The work by Lv et al. introduces a game-changing method for tracking drug clearance in vivo with SRCPT, providing unparalleled insights into the dynamics of hepatobiliary and renal drug elimination. The integration of advanced imaging algorithms further enhances its resolution and accuracy, establishing SRCPT as a critical tool for drug development and disease research (Fig. 2).

While SRCPT holds immense potential, there are still challenges to address. The accuracy of the method depends heavily on knowledge of optical properties in different tissues, and variations in these parameters can affect the precision of the Monte Carlo-based light fluence corrections.

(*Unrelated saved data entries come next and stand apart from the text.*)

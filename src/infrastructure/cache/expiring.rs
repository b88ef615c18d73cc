//! Expiring config cache
//!
//! Holds one snapshot of every configured key with a single expiration time.
//! A read that finds the snapshot stale refreshes the whole key set from the
//! parameter source. Concurrent stale reads share one in-flight refresh and
//! all wait for its outcome. When a refresh fails and older values exist, the
//! fail-soft policy serves the old values and reports the error to
//! `refreshError` listeners instead of the reader.

use std::collections::HashMap;
use std::sync::{Arc, Mutex, RwLock};
use std::time::Duration;

use chrono::{DateTime, Utc};
use futures::future::{BoxFuture, FutureExt, Shared};
use metrics::counter;
use tokio::sync::broadcast;

use super::key_view::KeyView;
use super::notifier::RefreshNotifier;
use crate::domain::{
    CacheError, Clock, Expiry, FallbackPolicy, KeySet, ListenerId, ParameterSource,
    RefreshEvent, SystemClock,
};

type RefreshFlight = Shared<BoxFuture<'static, Result<(), CacheError>>>;

/// Cached values and the instant they stop being fresh
#[derive(Debug)]
struct CacheState {
    expiration: DateTime<Utc>,
    items: HashMap<String, String>,
}

impl CacheState {
    fn empty() -> Self {
        Self {
            expiration: DateTime::UNIX_EPOCH,
            items: HashMap::new(),
        }
    }
}

/// Shared state behind a cache and all of its key views
pub(super) struct CacheCore {
    source: Arc<dyn ParameterSource>,
    keys: KeySet,
    expiry: Expiry,
    policy: FallbackPolicy,
    clock: Arc<dyn Clock>,
    state: RwLock<CacheState>,
    in_flight: Mutex<Option<RefreshFlight>>,
    notifier: RefreshNotifier,
}

impl CacheCore {
    fn is_stale(&self) -> bool {
        self.clock.now() >= self.state().expiration
    }

    fn has_items(&self) -> bool {
        !self.state().items.is_empty()
    }

    fn state(&self) -> std::sync::RwLockReadGuard<'_, CacheState> {
        self.state.read().unwrap_or_else(|e| e.into_inner())
    }

    fn in_flight(&self) -> std::sync::MutexGuard<'_, Option<RefreshFlight>> {
        self.in_flight.lock().unwrap_or_else(|e| e.into_inner())
    }

    fn value(&self, key: &str) -> Result<String, CacheError> {
        self.state()
            .items
            .get(key)
            .cloned()
            .ok_or_else(|| CacheError::missing_keys([key]))
    }

    /// Read one key, refreshing the whole snapshot first if it is stale
    pub(super) async fn read(self: &Arc<Self>, key: &str) -> Result<String, CacheError> {
        if !self.is_stale() {
            counter!("config_cache_hits_total").increment(1);
            return self.value(key);
        }

        if let Err(error) = self.refresh().await {
            if self.policy == FallbackPolicy::FailHard || !self.has_items() {
                return Err(error);
            }

            counter!("config_cache_stale_served_total").increment(1);
            tracing::debug!(key, error = %error, "Serving stale value after failed refresh");
        }

        self.value(key)
    }

    /// Join the in-flight refresh, or start one if the snapshot is still stale
    async fn refresh(self: &Arc<Self>) -> Result<(), CacheError> {
        let flight = {
            let mut in_flight = self.in_flight();

            match in_flight.as_ref() {
                Some(flight) => {
                    tracing::debug!(keys = %self.keys, "Joining in-flight refresh");
                    Some(flight.clone())
                }
                // Another refresh may have finished between the caller's staleness check and now
                None if !self.is_stale() => None,
                None => {
                    // Runs as its own task so it completes even if every reader is dropped.
                    // The slot only holds the join handle, never the core.
                    let core = Arc::clone(self);
                    let task = tokio::spawn(async move {
                        let _guard = InFlightGuard(Arc::clone(&core));
                        core.run_refresh().await
                    });

                    let flight = async move {
                        task.await.unwrap_or_else(|e| {
                            Err(CacheError::source(
                                "cache",
                                format!("refresh task failed: {}", e),
                            ))
                        })
                    }
                    .boxed()
                    .shared();

                    *in_flight = Some(flight.clone());
                    Some(flight)
                }
            }
        };

        match flight {
            Some(flight) => flight.await,
            None => Ok(()),
        }
    }

    async fn run_refresh(&self) -> Result<(), CacheError> {
        tracing::info!(
            source = self.source.source_name(),
            keys = %self.keys,
            "Refreshing parameter store keys"
        );

        match self.fetch_complete().await {
            Ok(items) => {
                let expiration = expiration_after(self.clock.now(), self.expiry.as_duration());
                {
                    let mut state = self.state.write().unwrap_or_else(|e| e.into_inner());
                    state.expiration = expiration;
                    state.items = items;
                }

                counter!("config_cache_refresh_total", "outcome" => "success").increment(1);
                tracing::info!(
                    source = self.source.source_name(),
                    keys = %self.keys,
                    expires_at = %expiration,
                    "Successfully refreshed parameter store keys"
                );

                self.notifier.emit_refresh();
                Ok(())
            }
            Err(error) => {
                counter!("config_cache_refresh_total", "outcome" => "failure").increment(1);

                if self.policy == FallbackPolicy::FailSoft && self.has_items() {
                    tracing::warn!(
                        source = self.source.source_name(),
                        keys = %self.keys,
                        error = %error,
                        "Refresh failed, keeping stale values"
                    );
                    self.notifier.emit_refresh_error(&error);
                } else {
                    tracing::error!(
                        source = self.source.source_name(),
                        keys = %self.keys,
                        error = %error,
                        "Refresh failed"
                    );
                }

                Err(error)
            }
        }
    }

    /// Fetch the full key set and reject responses that lack any key
    async fn fetch_complete(&self) -> Result<HashMap<String, String>, CacheError> {
        let params = self.source.fetch(self.keys.as_slice()).await?;

        let missing: Vec<&str> = self
            .keys
            .iter()
            .filter(|key| !params.contains_key(*key))
            .collect();

        if !missing.is_empty() {
            return Err(CacheError::missing_keys(missing));
        }

        Ok(params)
    }
}

impl std::fmt::Debug for CacheCore {
    fn fmt(&self, f: &mut std::fmt::Formatter<'_>) -> std::fmt::Result {
        let refreshing = self.in_flight().is_some();
        let state = self.state();
        f.debug_struct("CacheCore")
            .field("source", &self.source.source_name())
            .field("keys", &self.keys)
            .field("expiry", &self.expiry)
            .field("policy", &self.policy)
            .field("expiration", &state.expiration)
            .field("cached", &state.items.len())
            .field("refreshing", &refreshing)
            .field("notifier", &self.notifier)
            .finish()
    }
}

/// Clears the refreshing state however the refresh task ends
struct InFlightGuard(Arc<CacheCore>);

impl Drop for InFlightGuard {
    fn drop(&mut self) {
        self.0.in_flight().take();
    }
}

fn expiration_after(now: DateTime<Utc>, expiry: Duration) -> DateTime<Utc> {
    chrono::Duration::from_std(expiry)
        .ok()
        .and_then(|delta| now.checked_add_signed(delta))
        .unwrap_or(DateTime::<Utc>::MAX_UTC)
}

/// Config accessor over a fixed key set, refreshed as a whole when stale
///
/// Cloning is cheap; clones share the same snapshot, refresh and listeners.
#[derive(Debug, Clone)]
pub struct ExpiringConfigCache {
    core: Arc<CacheCore>,
    views: Arc<HashMap<String, KeyView>>,
}

impl ExpiringConfigCache {
    /// Create a cache with the default clock and fail-soft policy
    ///
    /// Nothing is fetched until the first read.
    pub fn create<I, S>(
        source: Arc<dyn ParameterSource>,
        keys: I,
        expiry: Option<Duration>,
    ) -> Result<Self, CacheError>
    where
        I: IntoIterator<Item = S>,
        S: Into<String>,
    {
        let mut builder = Self::builder(source, keys);
        if let Some(expiry) = expiry {
            builder = builder.expiry(expiry);
        }
        builder.build()
    }

    pub fn builder<I, S>(source: Arc<dyn ParameterSource>, keys: I) -> ExpiringConfigCacheBuilder
    where
        I: IntoIterator<Item = S>,
        S: Into<String>,
    {
        ExpiringConfigCacheBuilder::new(source, keys.into_iter().map(Into::into).collect())
    }

    /// Per-key accessor, if `name` is one of the configured keys
    pub fn key(&self, name: &str) -> Option<&KeyView> {
        self.views.get(name)
    }

    /// Per-key accessors in key set order
    pub fn keys(&self) -> impl Iterator<Item = &KeyView> {
        self.core
            .keys
            .iter()
            .filter_map(|name| self.views.get(name))
    }

    /// Read a key by name
    pub async fn get(&self, name: &str) -> Result<String, CacheError> {
        match self.key(name) {
            Some(view) => view.get().await,
            None => Err(CacheError::invalid_argument(format!(
                "unknown config key: {}",
                name
            ))),
        }
    }

    /// Read every key in order
    pub async fn values(&self) -> Result<HashMap<String, String>, CacheError> {
        let mut values = HashMap::with_capacity(self.core.keys.len());
        for view in self.keys() {
            values.insert(view.name().to_string(), view.get().await?);
        }
        Ok(values)
    }

    pub fn on_refresh<F>(&self, listener: F) -> ListenerId
    where
        F: Fn() + Send + Sync + 'static,
    {
        self.core.notifier.on_refresh(listener)
    }

    pub fn on_refresh_error<F>(&self, listener: F) -> ListenerId
    where
        F: Fn(&CacheError) + Send + Sync + 'static,
    {
        self.core.notifier.on_refresh_error(listener)
    }

    pub fn remove_listener(&self, id: ListenerId) -> bool {
        self.core.notifier.remove_listener(id)
    }

    /// Stream of refresh outcomes
    pub fn subscribe(&self) -> broadcast::Receiver<RefreshEvent> {
        self.core.notifier.subscribe()
    }

    pub fn key_set(&self) -> &KeySet {
        &self.core.keys
    }

    pub fn expiry(&self) -> Expiry {
        self.core.expiry
    }

    pub fn policy(&self) -> FallbackPolicy {
        self.core.policy
    }

    pub fn source_name(&self) -> &'static str {
        self.core.source.source_name()
    }

    /// Instant the current snapshot goes stale (Unix epoch before first refresh)
    pub fn expires_at(&self) -> DateTime<Utc> {
        self.core.state().expiration
    }

    pub fn is_stale(&self) -> bool {
        self.core.is_stale()
    }

    pub fn is_refreshing(&self) -> bool {
        self.core.in_flight().is_some()
    }

    /// Copy of the cached values without triggering a refresh
    pub fn cached_values(&self) -> HashMap<String, String> {
        self.core.state().items.clone()
    }
}

enum ExpirySetting {
    Duration(Duration),
    Millis(i64),
}

/// Builder for [`ExpiringConfigCache`]
pub struct ExpiringConfigCacheBuilder {
    source: Arc<dyn ParameterSource>,
    keys: Vec<String>,
    expiry: Option<ExpirySetting>,
    policy: FallbackPolicy,
    clock: Arc<dyn Clock>,
}

impl ExpiringConfigCacheBuilder {
    fn new(source: Arc<dyn ParameterSource>, keys: Vec<String>) -> Self {
        Self {
            source,
            keys,
            expiry: None,
            policy: FallbackPolicy::default(),
            clock: Arc::new(SystemClock),
        }
    }

    pub fn expiry(mut self, expiry: Duration) -> Self {
        self.expiry = Some(ExpirySetting::Duration(expiry));
        self
    }

    pub fn expiry_ms(mut self, expiry_ms: i64) -> Self {
        self.expiry = Some(ExpirySetting::Millis(expiry_ms));
        self
    }

    pub fn policy(mut self, policy: FallbackPolicy) -> Self {
        self.policy = policy;
        self
    }

    pub fn clock(mut self, clock: Arc<dyn Clock>) -> Self {
        self.clock = clock;
        self
    }

    pub fn build(self) -> Result<ExpiringConfigCache, CacheError> {
        let keys = KeySet::new(self.keys)?;
        let expiry = match self.expiry {
            None => Expiry::default(),
            Some(ExpirySetting::Duration(duration)) => Expiry::new(duration)?,
            Some(ExpirySetting::Millis(ms)) => Expiry::from_millis(ms)?,
        };

        let core = Arc::new(CacheCore {
            source: self.source,
            keys,
            expiry,
            policy: self.policy,
            clock: self.clock,
            state: RwLock::new(CacheState::empty()),
            in_flight: Mutex::new(None),
            notifier: RefreshNotifier::new(),
        });

        let views = core
            .keys
            .iter()
            .map(|name| (name.to_string(), KeyView::new(name, Arc::clone(&core))))
            .collect();

        tracing::debug!(
            source = core.source.source_name(),
            keys = %core.keys,
            expiry_ms = %core.expiry.as_millis(),
            policy = %core.policy,
            "Created expiring config cache"
        );

        Ok(ExpiringConfigCache {
            core,
            views: Arc::new(views),
        })
    }
}

impl std::fmt::Debug for ExpiringConfigCacheBuilder {
    fn fmt(&self, f: &mut std::fmt::Formatter<'_>) -> std::fmt::Result {
        f.debug_struct("ExpiringConfigCacheBuilder")
            .field("source", &self.source.source_name())
            .field("keys", &self.keys)
            .field("policy", &self.policy)
            .finish()
    }
}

Additionally, the use of exogenous optical tracers in SRCPT means that certain drugs lacking sufficient absorption properties may not be suitable for this method1.

Future research should focus on expanding the range of compatible imaging tracers and improving the system’s adaptability to different drug types and physiological conditions. Despite these challenges, SRCPT represents a significant leap forward in our ability to study drug clearance and metabolism, offering new possibilities for precision medicine and personalized treatment approaches. By enabling real-time, high-resolution tracking of drug metabolism, SRCPT paves the way for more effective therapies tailored to individual patient needs, ultimately advancing the field of precision medicine.